We also got to talking about a gift card to Ritz Camera that we have and what she might buy with it. I mentioned a wide-angle attachment for her camera, and I was surprised to find out that despite here excellent photography background, she didn't know what I was talking about. The focal length of a lens determines how much of your field of vision appears on the imaging surface of the camera (either the film or digital chip). Most of you have probably seen this when adjusting the zoom on your camera. You may not have known it, but you were adjusting the focal length of the camera and thus changing how much of what was in front of you would make up the picture. Most people have used a zoom to get more detail about a portion of a scene, but most cameras can only shorten the focal length to a certain point. A wide angle lens or attachment shortens the effective focal length further and allows more of the scene to be in the picture. This isn't much good if you want more detail, but it helps if you are trying to photograph something relatively big and getting further away from it is impractical.

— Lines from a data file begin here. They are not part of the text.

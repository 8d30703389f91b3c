//! Command line interface of the `kmx` binary
//!
//! Flags are the last configuration layer: defaults, then the config file,
//! then `KMX_*` environment variables, then whatever is given here.

use crate::config::{ConfigManager, MAX_KMER_SIZE, MIN_KMER_SIZE};
use crate::error::{KmxError, Result};
use crate::logging::LogLevel;
use clap::Parser;
use std::path::PathBuf;

/// Exit status for a completed run
pub const EXIT_SUCCESS: u8 = 0;
/// Exit status when the run itself fails
pub const EXIT_FAILURE: u8 = 1;
/// Exit status for invalid arguments or configuration
pub const EXIT_USAGE: u8 = 2;

/// Processes a list of genomes and extracts k-mer frequency data into a CSR matrix.
#[derive(Parser, Debug, Clone)]
#[command(name = "kmx", author, version, about, long_about = None)]
pub struct Cli {
    /// Path to a text file containing FASTA file paths
    #[arg(short = 'l', long, value_name = "FILE")]
    pub genome_list: PathBuf,

    /// Minimum occurrence threshold for a k-mer to be retained [default: 5]
    #[arg(long)]
    pub min: Option<u64>,

    /// Maximum occurrence threshold [default: half the number of genomes, at least 1]
    #[arg(long)]
    pub max: Option<u64>,

    /// Temporary directory for counter output (at least 10 GB free by default)
    #[arg(short = 't', long, value_name = "DIR")]
    pub tmp: PathBuf,

    /// Size of the k-mers to be analyzed (8 to 136, inclusive) [default: 31]
    #[arg(short = 'k', long, value_parser = parse_kmer_size)]
    pub kmer_size: Option<usize>,

    /// Treat a k-mer and its reverse complement as different k-mers
    #[arg(short = 'd', long)]
    pub disable_normalization: bool,

    /// Force CPU mode; GPU acceleration is used otherwise
    #[arg(short = 'c', long)]
    pub cpu: bool,

    /// Output directory
    #[arg(short = 'o', long, value_name = "DIR")]
    pub output: PathBuf,

    /// Configuration file (.toml, .yaml, .yml or .json)
    #[arg(long, value_name = "FILE")]
    pub config: Option<PathBuf>,

    /// Path to the k-mer counter executable
    #[arg(long, value_name = "PATH")]
    pub oracle: Option<PathBuf>,

    /// Kill a counter invocation after this many seconds
    #[arg(long, value_name = "SECS")]
    pub oracle_timeout: Option<u64>,

    /// Expected matrix density used to size the initial buffers
    #[arg(long)]
    pub density: Option<f64>,

    /// Log level (trace, debug, info, warn, error)
    #[arg(long)]
    pub log_level: Option<LogLevel>,

    /// Emit JSON logs
    #[arg(long)]
    pub json_logs: bool,

    /// Write logs to daily rolling files in this directory
    #[arg(long, value_name = "DIR")]
    pub log_dir: Option<PathBuf>,
}

fn parse_kmer_size(value: &str) -> std::result::Result<usize, String> {
    let k: usize = value
        .parse()
        .map_err(|_| format!("must be an integer between {} and {}", MIN_KMER_SIZE, MAX_KMER_SIZE))?;
    if !(MIN_KMER_SIZE..=MAX_KMER_SIZE).contains(&k) {
        return Err(format!("must be between {} and {}, got {}", MIN_KMER_SIZE, MAX_KMER_SIZE, k));
    }
    Ok(k)
}

impl Cli {
    /// Build the layered configuration over the process environment
    pub fn load_config(&self) -> Result<ConfigManager> {
        self.load_config_with(|name| std::env::var(name).ok())
    }

    /// Defaults, config file, `KMX_*` variables from `env`, then these flags.
    /// Validation runs once on the merged result.
    pub fn load_config_with<F>(&self, env: F) -> Result<ConfigManager>
    where
        F: Fn(&str) -> Option<String>,
    {
        let mut manager = match &self.config {
            Some(path) => ConfigManager::load_from_file(path)?,
            None => ConfigManager::new(),
        };
        manager.apply_overrides(env)?;
        self.apply_to(&mut manager);
        manager.config().validate()?;
        Ok(manager)
    }

    /// Override configuration values with explicitly given flags
    pub fn apply_to(&self, manager: &mut ConfigManager) {
        let config = manager.config_mut();

        if let Some(k) = self.kmer_size {
            config.matrix.kmer_size = k;
        }
        if let Some(min) = self.min {
            config.matrix.min_count = min;
        }
        if let Some(max) = self.max {
            config.matrix.max_count = Some(max);
        }
        if self.disable_normalization {
            config.matrix.disable_normalization = true;
        }
        if let Some(density) = self.density {
            config.matrix.initial_density = density;
        }
        if self.cpu {
            config.oracle.enable_gpu = false;
        }
        if let Some(oracle) = &self.oracle {
            config.oracle.executable = oracle.clone();
        }
        if let Some(secs) = self.oracle_timeout {
            config.oracle.timeout_secs = Some(secs);
        }
        if let Some(level) = self.log_level {
            config.logging.level = level;
        }
        if self.json_logs {
            config.logging.json_format = true;
        }
        if let Some(dir) = &self.log_dir {
            config.logging.log_dir = Some(dir.clone());
        }
    }
}

/// Map an error to the process exit status
pub fn exit_code(error: &KmxError) -> u8 {
    match error {
        KmxError::Config(_) | KmxError::InvalidKmerLength { .. } | KmxError::InvalidThresholds { .. } => EXIT_USAGE,
        _ => EXIT_FAILURE,
    }
}

#[cfg(test)]
mod tests {
    use super::*;
    use clap::CommandFactory;
    use std::io::Write;

    fn parse(args: &[&str]) -> std::result::Result<Cli, clap::Error> {
        let mut argv = vec!["kmx", "-l", "genomes.txt", "-t", "/tmp/kmx", "-o", "out"];
        argv.extend_from_slice(args);
        Cli::try_parse_from(argv)
    }

    #[test]
    fn test_cli_definition() {
        Cli::command().debug_assert();
    }

    #[test]
    fn test_required_arguments() {
        assert!(Cli::try_parse_from(["kmx", "-l", "genomes.txt"]).is_err());
        let cli = parse(&[]).unwrap();
        assert_eq!(cli.genome_list, PathBuf::from("genomes.txt"));
        assert!(cli.kmer_size.is_none());
        assert!(!cli.cpu);
    }

    #[test]
    fn test_kmer_size_range() {
        assert_eq!(parse(&["-k", "8"]).unwrap().kmer_size, Some(8));
        assert_eq!(parse(&["--kmer-size", "136"]).unwrap().kmer_size, Some(136));
        assert!(parse(&["-k", "7"]).is_err());
        assert!(parse(&["-k", "137"]).is_err());
        assert!(parse(&["-k", "abc"]).is_err());
    }

    #[test]
    fn test_flags_override_config() {
        let cli = parse(&[
            "-k", "21", "--min", "2", "--max", "9", "-d", "-c", "--oracle", "/opt/gerbil", "--oracle-timeout", "30",
            "--log-level", "debug", "--json-logs",
        ])
        .unwrap();
        let mut manager = ConfigManager::new();
        cli.apply_to(&mut manager);

        let config = manager.config();
        assert_eq!(config.matrix.kmer_size, 21);
        assert_eq!(config.matrix.min_count, 2);
        assert_eq!(config.matrix.max_count, Some(9));
        assert!(config.matrix.disable_normalization);
        assert!(!config.oracle.enable_gpu);
        assert_eq!(config.oracle.executable, PathBuf::from("/opt/gerbil"));
        assert_eq!(config.oracle.timeout_secs, Some(30));
        assert_eq!(config.logging.level, LogLevel::Debug);
        assert!(config.logging.json_format);
    }

    #[test]
    fn test_unset_flags_keep_config() {
        let cli = parse(&[]).unwrap();
        let mut manager = ConfigManager::new();
        manager.config_mut().matrix.kmer_size = 25;
        cli.apply_to(&mut manager);
        assert_eq!(manager.config().matrix.kmer_size, 25);
        assert!(manager.config().oracle.enable_gpu);
    }

    #[test]
    fn test_max_below_min_is_usage_error() {
        let cli = parse(&["--min", "10", "--max", "3"]).unwrap();
        let err = cli.load_config_with(|_| None).unwrap_err();
        assert!(matches!(err, KmxError::InvalidThresholds { min: 10, max: 3 }));
        assert_eq!(exit_code(&err), EXIT_USAGE);
    }

    #[test]
    fn test_flag_repairs_environment_thresholds() {
        // KMX_MAX_COUNT=3 alone sits below the default min of 5
        let env = |name: &str| (name == "KMX_MAX_COUNT").then(|| "3".to_string());
        let err = parse(&[]).unwrap().load_config_with(env).unwrap_err();
        assert!(matches!(err, KmxError::InvalidThresholds { min: 5, max: 3 }));

        let manager = parse(&["--min", "1"]).unwrap().load_config_with(env).unwrap();
        assert_eq!(manager.config().matrix.min_count, 1);
        assert_eq!(manager.config().matrix.max_count, Some(3));
    }

    #[test]
    fn test_later_layers_repair_config_file_thresholds() {
        let mut file = tempfile::Builder::new().suffix(".toml").tempfile().unwrap();
        writeln!(file, "[matrix]\nmax_count = 3\n").unwrap();
        file.flush().unwrap();
        let config_path = file.path().to_str().unwrap();

        let env = |name: &str| (name == "KMX_MIN_COUNT").then(|| "2".to_string());
        let manager = parse(&["--config", config_path]).unwrap().load_config_with(env).unwrap();
        assert_eq!(manager.config().matrix.min_count, 2);
        assert_eq!(manager.config().matrix.max_count, Some(3));

        let err = parse(&["--config", config_path, "--min", "4"]).unwrap().load_config_with(env).unwrap_err();
        assert!(matches!(err, KmxError::InvalidThresholds { min: 4, max: 3 }));
    }

    #[test]
    fn test_exit_codes() {
        assert_eq!(exit_code(&KmxError::config("bad")), EXIT_USAGE);
        assert_eq!(exit_code(&KmxError::io_error("disk")), EXIT_FAILURE);
        assert_eq!(exit_code(&KmxError::OutOfMemory(10)), EXIT_FAILURE);
    }
}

I can't remember what prompted it, but Franny mentioned that she didn't really understand radio waves. I noted that they were basically the same as lots of other things: microwaves, infrared light, visible light, ultraviolet light, x-rays, gamma rays, and I believe cosmic rays too. She said that those didn't make much sense either. We got into a discussion about photons and what they were. A photon is sort of a wave in that it acts like a wave when interacting with other light waves and in the way it can be manipulated, and sort of a particle in that it does not require anything else to propagate it and it comes in discreet, although very tiny amounts. It's not really a particle though in that it has no mass and is moving, ironically, at the speed of light, which particles can't do without infinite energy. It's not really a wave either, in that it has momentum and in large enough quantity, can push things. It can be affected by gravity, as in bending around star or getting stuck in black holes. One thing I couldn't remember last night was whether you could affect any of this with magnetism. I feel like you can, but I couldn't come up with an example. It was late, so the discussion didn't get into much more detail than that.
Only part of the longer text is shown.